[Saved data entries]
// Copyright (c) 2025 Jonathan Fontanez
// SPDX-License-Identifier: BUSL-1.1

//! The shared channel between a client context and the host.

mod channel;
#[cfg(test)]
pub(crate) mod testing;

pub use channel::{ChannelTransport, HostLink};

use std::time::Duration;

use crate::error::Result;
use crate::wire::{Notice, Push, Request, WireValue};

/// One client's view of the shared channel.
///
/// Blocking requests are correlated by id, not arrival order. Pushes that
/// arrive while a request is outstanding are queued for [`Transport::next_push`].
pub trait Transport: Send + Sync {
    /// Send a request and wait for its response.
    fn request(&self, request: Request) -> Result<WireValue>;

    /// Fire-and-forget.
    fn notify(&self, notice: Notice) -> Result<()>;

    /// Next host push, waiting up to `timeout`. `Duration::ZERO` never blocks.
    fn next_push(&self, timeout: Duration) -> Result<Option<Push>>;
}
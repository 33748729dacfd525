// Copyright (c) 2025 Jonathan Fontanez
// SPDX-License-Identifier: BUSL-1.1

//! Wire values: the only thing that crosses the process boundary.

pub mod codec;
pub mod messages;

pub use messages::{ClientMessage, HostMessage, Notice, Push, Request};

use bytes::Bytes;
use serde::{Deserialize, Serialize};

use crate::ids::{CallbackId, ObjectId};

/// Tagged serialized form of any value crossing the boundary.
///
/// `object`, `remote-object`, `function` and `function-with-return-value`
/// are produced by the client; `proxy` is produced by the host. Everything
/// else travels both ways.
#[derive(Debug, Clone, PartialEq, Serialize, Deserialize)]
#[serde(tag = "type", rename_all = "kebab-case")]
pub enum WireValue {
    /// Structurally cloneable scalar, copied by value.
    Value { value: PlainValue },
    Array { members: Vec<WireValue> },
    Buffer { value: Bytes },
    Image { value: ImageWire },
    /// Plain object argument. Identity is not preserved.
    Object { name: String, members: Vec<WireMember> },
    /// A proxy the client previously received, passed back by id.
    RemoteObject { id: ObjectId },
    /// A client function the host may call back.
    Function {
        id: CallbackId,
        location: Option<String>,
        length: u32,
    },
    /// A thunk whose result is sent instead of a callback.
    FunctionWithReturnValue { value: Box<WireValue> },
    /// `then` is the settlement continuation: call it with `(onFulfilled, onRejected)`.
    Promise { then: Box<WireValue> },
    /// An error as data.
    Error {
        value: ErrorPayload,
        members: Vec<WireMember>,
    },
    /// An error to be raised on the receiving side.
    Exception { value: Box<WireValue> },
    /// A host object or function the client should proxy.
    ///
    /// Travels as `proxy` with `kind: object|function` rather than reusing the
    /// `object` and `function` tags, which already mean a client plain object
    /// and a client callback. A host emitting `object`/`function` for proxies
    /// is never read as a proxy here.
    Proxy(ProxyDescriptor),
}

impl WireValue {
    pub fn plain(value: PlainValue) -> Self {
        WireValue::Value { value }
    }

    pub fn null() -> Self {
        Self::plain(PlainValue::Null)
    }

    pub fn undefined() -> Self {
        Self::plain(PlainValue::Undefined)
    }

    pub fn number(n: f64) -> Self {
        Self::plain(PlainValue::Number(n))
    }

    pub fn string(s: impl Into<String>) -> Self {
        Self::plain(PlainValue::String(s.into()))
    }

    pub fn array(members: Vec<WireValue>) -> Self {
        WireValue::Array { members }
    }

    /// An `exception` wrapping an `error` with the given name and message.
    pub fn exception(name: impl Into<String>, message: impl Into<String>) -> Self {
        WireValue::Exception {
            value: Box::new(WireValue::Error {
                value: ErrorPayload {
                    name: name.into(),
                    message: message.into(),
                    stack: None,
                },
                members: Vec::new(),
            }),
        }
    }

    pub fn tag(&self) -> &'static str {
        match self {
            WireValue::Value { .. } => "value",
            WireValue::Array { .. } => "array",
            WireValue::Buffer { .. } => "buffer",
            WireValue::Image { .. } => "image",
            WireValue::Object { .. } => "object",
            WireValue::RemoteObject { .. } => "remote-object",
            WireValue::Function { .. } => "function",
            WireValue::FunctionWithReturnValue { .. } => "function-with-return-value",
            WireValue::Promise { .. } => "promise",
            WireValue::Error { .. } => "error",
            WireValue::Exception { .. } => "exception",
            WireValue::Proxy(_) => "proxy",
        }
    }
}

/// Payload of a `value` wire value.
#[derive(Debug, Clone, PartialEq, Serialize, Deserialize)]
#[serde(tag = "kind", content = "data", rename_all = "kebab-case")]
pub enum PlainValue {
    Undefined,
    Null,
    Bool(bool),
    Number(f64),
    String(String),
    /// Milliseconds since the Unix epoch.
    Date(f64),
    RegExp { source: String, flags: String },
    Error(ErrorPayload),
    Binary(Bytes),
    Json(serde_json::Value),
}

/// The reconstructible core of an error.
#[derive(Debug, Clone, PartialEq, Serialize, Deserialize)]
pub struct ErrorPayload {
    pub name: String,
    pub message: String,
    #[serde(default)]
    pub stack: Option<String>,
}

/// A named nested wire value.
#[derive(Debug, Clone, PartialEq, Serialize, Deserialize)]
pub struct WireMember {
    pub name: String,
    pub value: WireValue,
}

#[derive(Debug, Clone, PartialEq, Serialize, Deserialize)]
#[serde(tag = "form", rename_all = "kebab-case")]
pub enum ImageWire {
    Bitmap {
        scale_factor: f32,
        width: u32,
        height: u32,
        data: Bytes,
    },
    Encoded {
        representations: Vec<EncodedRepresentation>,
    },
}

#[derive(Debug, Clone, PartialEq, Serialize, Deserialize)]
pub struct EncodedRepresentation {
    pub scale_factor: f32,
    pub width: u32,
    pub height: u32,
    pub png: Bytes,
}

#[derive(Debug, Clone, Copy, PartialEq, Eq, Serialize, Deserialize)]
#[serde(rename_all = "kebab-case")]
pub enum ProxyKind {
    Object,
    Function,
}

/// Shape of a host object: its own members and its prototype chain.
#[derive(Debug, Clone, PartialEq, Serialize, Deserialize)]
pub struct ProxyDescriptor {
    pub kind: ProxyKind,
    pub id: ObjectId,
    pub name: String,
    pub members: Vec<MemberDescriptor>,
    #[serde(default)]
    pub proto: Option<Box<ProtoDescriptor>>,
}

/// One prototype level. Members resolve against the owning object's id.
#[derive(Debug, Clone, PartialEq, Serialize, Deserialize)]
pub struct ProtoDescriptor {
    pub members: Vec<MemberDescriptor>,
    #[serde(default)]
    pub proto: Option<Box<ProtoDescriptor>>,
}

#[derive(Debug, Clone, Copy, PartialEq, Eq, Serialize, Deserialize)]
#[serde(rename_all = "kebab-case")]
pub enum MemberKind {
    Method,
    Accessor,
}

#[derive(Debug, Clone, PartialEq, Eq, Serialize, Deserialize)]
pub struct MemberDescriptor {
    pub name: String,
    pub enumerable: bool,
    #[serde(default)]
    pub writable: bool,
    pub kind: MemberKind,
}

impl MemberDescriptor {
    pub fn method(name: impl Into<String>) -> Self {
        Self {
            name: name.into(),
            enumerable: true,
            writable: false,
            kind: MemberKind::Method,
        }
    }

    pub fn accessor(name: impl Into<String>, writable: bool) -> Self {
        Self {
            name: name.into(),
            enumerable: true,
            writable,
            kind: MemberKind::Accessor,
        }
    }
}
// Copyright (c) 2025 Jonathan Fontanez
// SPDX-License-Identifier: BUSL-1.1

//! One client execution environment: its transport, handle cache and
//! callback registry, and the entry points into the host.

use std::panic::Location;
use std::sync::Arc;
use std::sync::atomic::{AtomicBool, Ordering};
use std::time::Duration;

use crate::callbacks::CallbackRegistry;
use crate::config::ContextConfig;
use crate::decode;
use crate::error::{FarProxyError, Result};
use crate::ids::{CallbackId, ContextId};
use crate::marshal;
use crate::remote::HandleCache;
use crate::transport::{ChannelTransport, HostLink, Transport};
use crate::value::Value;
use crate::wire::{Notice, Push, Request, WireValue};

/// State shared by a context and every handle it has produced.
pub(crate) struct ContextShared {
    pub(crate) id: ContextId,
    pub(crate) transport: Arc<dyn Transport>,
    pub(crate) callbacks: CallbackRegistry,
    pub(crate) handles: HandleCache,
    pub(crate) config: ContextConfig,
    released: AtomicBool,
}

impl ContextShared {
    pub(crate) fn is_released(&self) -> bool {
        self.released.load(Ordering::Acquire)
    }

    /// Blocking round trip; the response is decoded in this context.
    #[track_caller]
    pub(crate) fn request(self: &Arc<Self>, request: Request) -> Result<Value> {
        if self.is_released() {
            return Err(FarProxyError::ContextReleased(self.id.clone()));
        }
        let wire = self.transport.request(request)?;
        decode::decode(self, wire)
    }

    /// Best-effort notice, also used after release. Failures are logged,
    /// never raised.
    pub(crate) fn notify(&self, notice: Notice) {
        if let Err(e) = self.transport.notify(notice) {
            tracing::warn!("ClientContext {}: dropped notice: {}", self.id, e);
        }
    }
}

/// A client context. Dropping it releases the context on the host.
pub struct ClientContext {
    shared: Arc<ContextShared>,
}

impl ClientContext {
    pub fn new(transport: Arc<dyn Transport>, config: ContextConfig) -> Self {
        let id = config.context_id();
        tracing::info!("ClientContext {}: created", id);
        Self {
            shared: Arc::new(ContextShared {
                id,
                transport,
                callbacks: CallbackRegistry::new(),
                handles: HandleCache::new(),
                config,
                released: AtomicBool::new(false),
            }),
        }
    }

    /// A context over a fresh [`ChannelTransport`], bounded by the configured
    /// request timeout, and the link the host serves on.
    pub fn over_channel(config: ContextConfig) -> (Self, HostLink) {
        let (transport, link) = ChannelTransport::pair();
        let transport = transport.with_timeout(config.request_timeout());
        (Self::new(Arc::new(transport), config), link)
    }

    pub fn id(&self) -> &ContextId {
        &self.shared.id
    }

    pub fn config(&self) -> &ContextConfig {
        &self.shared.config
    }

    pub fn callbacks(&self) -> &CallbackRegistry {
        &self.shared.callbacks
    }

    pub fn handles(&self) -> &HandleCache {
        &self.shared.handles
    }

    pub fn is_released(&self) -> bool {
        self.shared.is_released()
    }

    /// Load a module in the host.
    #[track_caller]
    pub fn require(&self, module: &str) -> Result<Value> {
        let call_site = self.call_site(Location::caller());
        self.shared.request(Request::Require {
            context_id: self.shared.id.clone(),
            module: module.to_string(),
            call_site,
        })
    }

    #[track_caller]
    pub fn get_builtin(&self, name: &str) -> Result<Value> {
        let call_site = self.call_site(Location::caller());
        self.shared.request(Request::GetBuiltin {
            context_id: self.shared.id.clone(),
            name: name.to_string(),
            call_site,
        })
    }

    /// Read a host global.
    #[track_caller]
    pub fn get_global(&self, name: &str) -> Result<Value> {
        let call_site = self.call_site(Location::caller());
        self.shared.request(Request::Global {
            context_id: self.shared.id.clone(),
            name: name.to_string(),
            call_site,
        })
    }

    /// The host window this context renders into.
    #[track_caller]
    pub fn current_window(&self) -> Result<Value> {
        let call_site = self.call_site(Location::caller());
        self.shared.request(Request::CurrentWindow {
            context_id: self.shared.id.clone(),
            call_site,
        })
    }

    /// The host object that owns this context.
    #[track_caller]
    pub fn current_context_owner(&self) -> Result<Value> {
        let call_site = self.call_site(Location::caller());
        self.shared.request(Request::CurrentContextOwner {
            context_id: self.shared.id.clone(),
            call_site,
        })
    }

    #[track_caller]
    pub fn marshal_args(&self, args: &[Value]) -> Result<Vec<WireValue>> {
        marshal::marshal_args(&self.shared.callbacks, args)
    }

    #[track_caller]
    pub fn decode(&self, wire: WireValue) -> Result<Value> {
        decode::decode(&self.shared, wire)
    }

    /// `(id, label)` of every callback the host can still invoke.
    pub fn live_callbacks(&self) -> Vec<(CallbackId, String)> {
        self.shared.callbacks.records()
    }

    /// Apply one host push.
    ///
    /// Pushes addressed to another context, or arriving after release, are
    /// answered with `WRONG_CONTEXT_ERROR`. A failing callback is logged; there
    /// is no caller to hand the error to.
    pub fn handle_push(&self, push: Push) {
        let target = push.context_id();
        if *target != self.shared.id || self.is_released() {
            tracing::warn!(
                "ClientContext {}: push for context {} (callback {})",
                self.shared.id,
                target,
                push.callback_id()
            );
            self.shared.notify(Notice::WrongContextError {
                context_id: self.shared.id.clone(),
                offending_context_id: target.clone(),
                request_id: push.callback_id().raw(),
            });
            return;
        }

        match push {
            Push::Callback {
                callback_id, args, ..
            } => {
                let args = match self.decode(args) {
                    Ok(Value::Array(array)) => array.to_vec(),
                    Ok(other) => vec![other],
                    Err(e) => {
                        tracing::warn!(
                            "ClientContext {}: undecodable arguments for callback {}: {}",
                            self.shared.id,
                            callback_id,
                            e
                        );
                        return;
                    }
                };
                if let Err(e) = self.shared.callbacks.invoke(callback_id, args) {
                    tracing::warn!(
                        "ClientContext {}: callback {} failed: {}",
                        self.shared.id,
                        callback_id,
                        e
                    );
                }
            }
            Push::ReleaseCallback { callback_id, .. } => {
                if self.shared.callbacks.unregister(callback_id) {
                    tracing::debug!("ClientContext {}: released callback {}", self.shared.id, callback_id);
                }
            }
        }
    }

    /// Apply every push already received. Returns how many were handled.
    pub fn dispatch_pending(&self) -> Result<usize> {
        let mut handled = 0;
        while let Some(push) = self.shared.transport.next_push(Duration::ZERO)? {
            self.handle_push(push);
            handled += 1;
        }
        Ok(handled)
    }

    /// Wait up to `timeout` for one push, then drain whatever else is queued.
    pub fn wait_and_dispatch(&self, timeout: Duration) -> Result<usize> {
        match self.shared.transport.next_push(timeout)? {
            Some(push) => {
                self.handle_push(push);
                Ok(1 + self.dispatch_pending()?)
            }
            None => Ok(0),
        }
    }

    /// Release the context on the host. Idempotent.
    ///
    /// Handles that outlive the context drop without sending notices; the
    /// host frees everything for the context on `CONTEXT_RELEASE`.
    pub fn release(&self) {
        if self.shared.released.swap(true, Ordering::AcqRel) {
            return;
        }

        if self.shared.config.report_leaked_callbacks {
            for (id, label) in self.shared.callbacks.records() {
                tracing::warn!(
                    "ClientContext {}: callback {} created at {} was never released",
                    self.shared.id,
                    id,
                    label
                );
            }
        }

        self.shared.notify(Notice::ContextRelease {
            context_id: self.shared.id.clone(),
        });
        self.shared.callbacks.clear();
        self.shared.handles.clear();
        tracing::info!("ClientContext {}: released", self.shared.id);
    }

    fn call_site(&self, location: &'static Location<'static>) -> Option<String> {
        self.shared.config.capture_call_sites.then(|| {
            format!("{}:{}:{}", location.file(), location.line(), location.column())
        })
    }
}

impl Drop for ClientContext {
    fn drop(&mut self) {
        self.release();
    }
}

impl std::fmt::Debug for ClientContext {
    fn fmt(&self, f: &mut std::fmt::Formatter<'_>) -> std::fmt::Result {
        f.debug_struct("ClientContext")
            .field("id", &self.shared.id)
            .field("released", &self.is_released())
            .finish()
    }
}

- What to do -
Looking at the records above, tally the lines holding "Promise" and reply with that number only.

- Task answer -
2